"He instinctively can find the shining greatness of our American culture and does a good job of highlighting it (although he also does have those rare lapses when he writes about hockey, but that is something caused by impurities in the Eastern waters or something)." Erik Keilholtz
Under the patronage of St. Tammany
Mark C. N. Sullivan is an editor at a Massachusetts university. He is married and the father of three children. Email
I really like thisNike ad that poignantly calls to mind generations of Boston fans no longer with us who would have appreciated the Red Sox' success this season.
My wife has been thinking of her late mother, who introduced her to the Sox. I've thought of my late father, who began going to games at Fenway when Duffy's Cliff rose to the left-field wall, and who brought me to doubleheaders to cheer Yaz and Lonborg and Tony C.

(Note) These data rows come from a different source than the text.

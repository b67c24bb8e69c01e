use crate::ipc::error::ok;
use crate::ipc::types::{AppState, Request};
use serde_json::json;

fn handle_health(state: &mut AppState, req: &Request) -> serde_json::Value {
    let s = &state.snapshot;
    ok(
        &req.id,
        json!({
            "version": env!("CARGO_PKG_VERSION"),
            "counts": {
                "students": s.students.len(),
                "exams": s.exams.len(),
                "results": s.exam_results.len(),
                "assignments": s.assignments.len(),
                "submissions": s.submissions.len(),
            }
        }),
    )
}

pub fn try_handle(state: &mut AppState, req: &Request) -> Option<serde_json::Value> {
    match req.method.as_str() {
        "health" => Some(handle_health(state, req)),
        _ => None,
    }
}
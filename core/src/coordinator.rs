//! Reservation Coordinator: the serialized write path for bookings.
//!
//! Validation (trip lookup, segment construction) happens before any lock
//! is taken; the conflict check and the insert then happen atomically under
//! the per-(trip, seat) mutex inside the ledger. Two concurrent `reserve`
//! calls for the same seat and overlapping segments therefore resolve to
//! exactly one winner; the loser gets [`EngineError::SeatSegmentConflict`]
//! and must pick a different seat or segment; there is no retry or queue.
//!
//! Nothing here performs external I/O while a seat mutex is held. Anything
//! slow (payment capture, notification delivery) belongs before the call or
//! downstream of the published event.

use crate::environment::Clock;
use crate::error::EngineError;
use crate::events::{EngineEvent, EventPublisher};
use crate::ledger::SeatLedger;
use crate::reservation::Reservation;
use crate::types::{Actor, PassengerId, ReservationId, SeatNumber, StopId, TripId};
use std::sync::Arc;

/// Serializes booking requests per (trip, seat) and publishes the outcome.
pub struct ReservationCoordinator {
    ledger: Arc<SeatLedger>,
    publisher: EventPublisher,
    clock: Arc<dyn Clock>,
}

impl ReservationCoordinator {
    /// Creates a coordinator over the given ledger.
    #[must_use]
    pub fn new(ledger: Arc<SeatLedger>, publisher: EventPublisher, clock: Arc<dyn Clock>) -> Self {
        Self {
            ledger,
            publisher,
            clock,
        }
    }

    /// Books `seat` for the segment between two stops.
    ///
    /// A seat already occupied for an earlier, disjoint segment can still be
    /// reserved for a later one (pre-emptive booking).
    ///
    /// # Errors
    ///
    /// [`EngineError::TripNotFound`], [`EngineError::UnknownStop`],
    /// [`EngineError::InvalidSegment`], [`EngineError::UnknownSeat`] for bad
    /// input; [`EngineError::SeatSegmentConflict`] when the segment is
    /// already held.
    pub async fn reserve(
        &self,
        trip_id: TripId,
        seat: SeatNumber,
        boarding: StopId,
        dropoff: StopId,
        passenger_id: PassengerId,
    ) -> Result<Reservation, EngineError> {
        let trip = self.ledger.trip(trip_id).await?;
        let segment = trip.index.segment_of(boarding, dropoff)?;

        let reservation = match self
            .ledger
            .try_reserve(&trip, seat, segment, passenger_id, self.clock.now())
            .await
        {
            Ok(reservation) => reservation,
            Err(err) => {
                if matches!(err, EngineError::SeatSegmentConflict { .. }) {
                    metrics::counter!("trotro_reservation_conflicts_total").increment(1);
                    tracing::info!(%trip_id, %segment, "reservation conflict");
                }
                return Err(err);
            }
        };

        metrics::counter!("trotro_reservations_created_total").increment(1);
        tracing::info!(
            reservation_id = %reservation.id,
            %trip_id,
            seat = %reservation.seat,
            %segment,
            "reservation created"
        );
        self.publisher.publish(EngineEvent::ReservationCreated {
            reservation_id: reservation.id,
            trip_id,
            seat: reservation.seat.clone(),
            segment,
            passenger_id,
            at: reservation.created_at,
        });
        Ok(reservation)
    }

    /// Cancels a reservation, freeing its segment immediately.
    ///
    /// Permitted while the reservation is `Booked` or `OnBoard`.
    ///
    /// # Errors
    ///
    /// [`EngineError::ReservationNotFound`];
    /// [`EngineError::NotCancellable`] once the reservation completed.
    pub async fn cancel(
        &self,
        id: ReservationId,
        reason: &str,
        actor: Actor,
    ) -> Result<Reservation, EngineError> {
        let at = self.clock.now();
        let reservation = self.ledger.apply_cancel(id, reason, actor, at).await?;

        tracing::info!(reservation_id = %id, %actor, reason, "reservation cancelled");
        self.publisher.publish(EngineEvent::ReservationCancelled {
            reservation_id: id,
            trip_id: reservation.trip_id,
            seat: reservation.seat.clone(),
            segment: reservation.segment,
            reason: reason.to_string(),
            actor,
            at,
        });
        Ok(reservation)
    }
}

They remind you of your father and mother, maybe your grandfather, too. And they remind you of your sons and daughters and all that you taught them when they were young. Like green eyes and freckles, love of the Red Sox is passed through bloodlines, and the shared passion can bridge the gaps that come with maturity and growth.
In every family there's inevitable distance -- sometimes geographic, sometimes philosophical or emotional. But the Red Sox furnish common ground, which is why they are more than a baseball team and why this is more than a story of a surge to a long-awaited championship.
How many of you have heard from relatives in the last 10 days, maybe a sibling you haven't spoken with in a while? And how many former New Englanders are watching their televisions in Colorado, Arizona, or Florida, remembering growing up with the mellow voice of Curt Gowdy pouring out of the porch radio into the humid night?
How many of you watched the thrilling comeback against the Yankees and thought of a parent or a spouse who has died? How many watched the first two games of the World Series and thought about how much more special this would be if Uncle Joe or Aunt Elizabeth had lived to see it?
Tonight's game is to be played under a full lunar eclipse. The stars and planets apparently are in alignment -- but for what?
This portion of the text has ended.